Eur J Neurosci. 2021 Apr;53(7):2100-2116. doi: 10.1111/ejn.14742. Epub 2020 May 2.
Parkinson's disease (PD) is characterized by a degeneration of nigrostriatal dopaminergic neurons that results in a hypercholinergic state in the striatum. This hypercholinergic state contributes to the clinical signs of PD. However, the mechanisms that underlie this state remain unknown. Cholinergic interneurons (ChIs) are the main source of acetylcholine in the striatum. Many studies have highlighted the importance of their normal physiological activity to guarantee a normal motor control and goal-directed behaviour. Moreover, recent studies with optogenetic and chemogenetic approaches have shown that reducing ChIs activity ameliorates parkinsonian symptoms and modifies L-dopa induced dyskinesia in PD animal models. Here, we review the described alterations in ChIs physiology that may contribute to a hypercholinergic state in PD. The best-established finding is an increase of ChIs intrinsic membrane excitability after dopaminergic denervation of striatum. Understanding the molecular basis of ChIs dysfunction in PD could help to develop new therapeutic tools to restore their normal activity and decrease parkinsonian symptoms, improving life quality of PD patients.

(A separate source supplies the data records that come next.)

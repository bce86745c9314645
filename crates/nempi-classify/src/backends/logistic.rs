//! Multinomial logistic regression trained by full-batch gradient descent.

use nalgebra::{DMatrix, DVector};
use nempi_core::errors::ClassifierError;
use nempi_core::{Classifier, FittedClassifier};

use super::{check_features, check_training, softmax_rows};

/// Softmax regression with an L2 penalty on the weights. Features are
/// standardised with the training mean and standard deviation.
#[derive(Debug, Clone, Copy)]
pub struct Logistic {
    pub learning_rate: f64,
    pub epochs: usize,
    pub l2: f64,
}

#[derive(Debug, Clone)]
struct FittedLogistic {
    mean: DVector<f64>,
    scale: DVector<f64>,
    /// features × classes
    weights: DMatrix<f64>,
    bias: DVector<f64>,
}

impl FittedLogistic {
    fn standardise(&self, features: &DMatrix<f64>) -> DMatrix<f64> {
        DMatrix::from_fn(features.nrows(), features.ncols(), |s, f| {
            (features[(s, f)] - self.mean[f]) / self.scale[f]
        })
    }

    fn logits(&self, x: &DMatrix<f64>) -> DMatrix<f64> {
        let mut z = x * &self.weights;
        for mut row in z.row_iter_mut() {
            row += self.bias.transpose();
        }
        z
    }
}

impl Classifier for Logistic {
    fn fit(
        &self,
        features: &DMatrix<f64>,
        labels: &[usize],
        n_classes: usize,
    ) -> Result<Box<dyn FittedClassifier>, ClassifierError> {
        check_training(features, labels, n_classes)?;
        let (n, d) = features.shape();

        let mean = DVector::from_fn(d, |f, _| features.column(f).mean());
        let scale = DVector::from_fn(d, |f, _| {
            let sd = features.column(f).variance().sqrt();
            if sd > 1e-12 {
                sd
            } else {
                1.0
            }
        });
        let mut model = FittedLogistic {
            mean,
            scale,
            weights: DMatrix::zeros(d, n_classes),
            bias: DVector::zeros(n_classes),
        };
        let x = model.standardise(features);
        let y = DMatrix::from_fn(n, n_classes, |s, c| if labels[s] == c { 1.0 } else { 0.0 });

        for _ in 0..self.epochs {
            let mut p = model.logits(&x);
            softmax_rows(&mut p)?;
            let residual = p - &y;
            let grad_w = x.tr_mul(&residual) / n as f64 + &model.weights * self.l2;
            let grad_b = DVector::from_fn(n_classes, |c, _| residual.column(c).mean());
            model.weights -= grad_w * self.learning_rate;
            model.bias -= grad_b * self.learning_rate;
        }

        if model.weights.iter().chain(model.bias.iter()).any(|v| !v.is_finite()) {
            return Err(ClassifierError::Numerical {
                reason: "gradient descent diverged".to_string(),
            });
        }
        Ok(Box::new(model))
    }

    fn name(&self) -> &str {
        "logistic"
    }
}

impl FittedClassifier for FittedLogistic {
    fn predict_proba(&self, features: &DMatrix<f64>) -> Result<DMatrix<f64>, ClassifierError> {
        check_features(features, self.mean.len())?;
        let mut p = self.logits(&self.standardise(features));
        softmax_rows(&mut p)?;
        Ok(p)
    }

    fn n_features(&self) -> usize {
        self.mean.len()
    }
}

#[cfg(test)]
mod tests {
    use super::*;

    fn model() -> Logistic {
        Logistic {
            learning_rate: 0.5,
            epochs: 300,
            l2: 1e-3,
        }
    }

    #[test]
    fn separable_classes_are_learned() {
        let x = DMatrix::from_row_slice(4, 2, &[2.0, -2.0, 1.5, -1.0, -2.0, 2.0, -1.0, 1.5]);
        let fitted = model().fit(&x, &[0, 0, 1, 1], 2).unwrap();
        let p = fitted.predict_proba(&x).unwrap();
        for s in 0..2 {
            assert!(p[(s, 0)] > 0.8);
            assert!(p[(s + 2, 1)] > 0.8);
        }
    }

    #[test]
    fn constant_feature_is_harmless() {
        let x = DMatrix::from_row_slice(2, 2, &[1.0, 3.0, -1.0, 3.0]);
        let fitted = model().fit(&x, &[0, 1], 2).unwrap();
        let p = fitted.predict_proba(&x).unwrap();
        assert!(p.iter().all(|v| v.is_finite()));
    }
}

帕金森病(PD)的特征是黑质纹状体多巴胺能神经元的退化,导致纹状体中的胆碱能过度活跃。这种胆碱能过度活跃是 PD 临床症状的原因之一。然而,这种状态的机制仍然未知。胆碱能中间神经元(ChIs)是纹状体中乙酰胆碱的主要来源。许多研究强调了它们正常生理活动的重要性,以保证正常的运动控制和目标导向行为。此外,最近使用光遗传学和化学遗传学方法的研究表明,降低 ChIs 活性可以改善帕金森病动物模型中的帕金森病症状,并改变 L-多巴诱导的运动障碍。在这里,我们回顾了描述的 ChIs 生理学改变,这些改变可能导致 PD 中的胆碱能过度活跃。最确定的发现是纹状体多巴胺能神经支配后 ChIs 内在膜兴奋性的增加。了解 PD 中 ChIs 功能障碍的分子基础可能有助于开发新的治疗工具,以恢复它们的正常活动并减少帕金森病症状,提高 PD 患者的生活质量。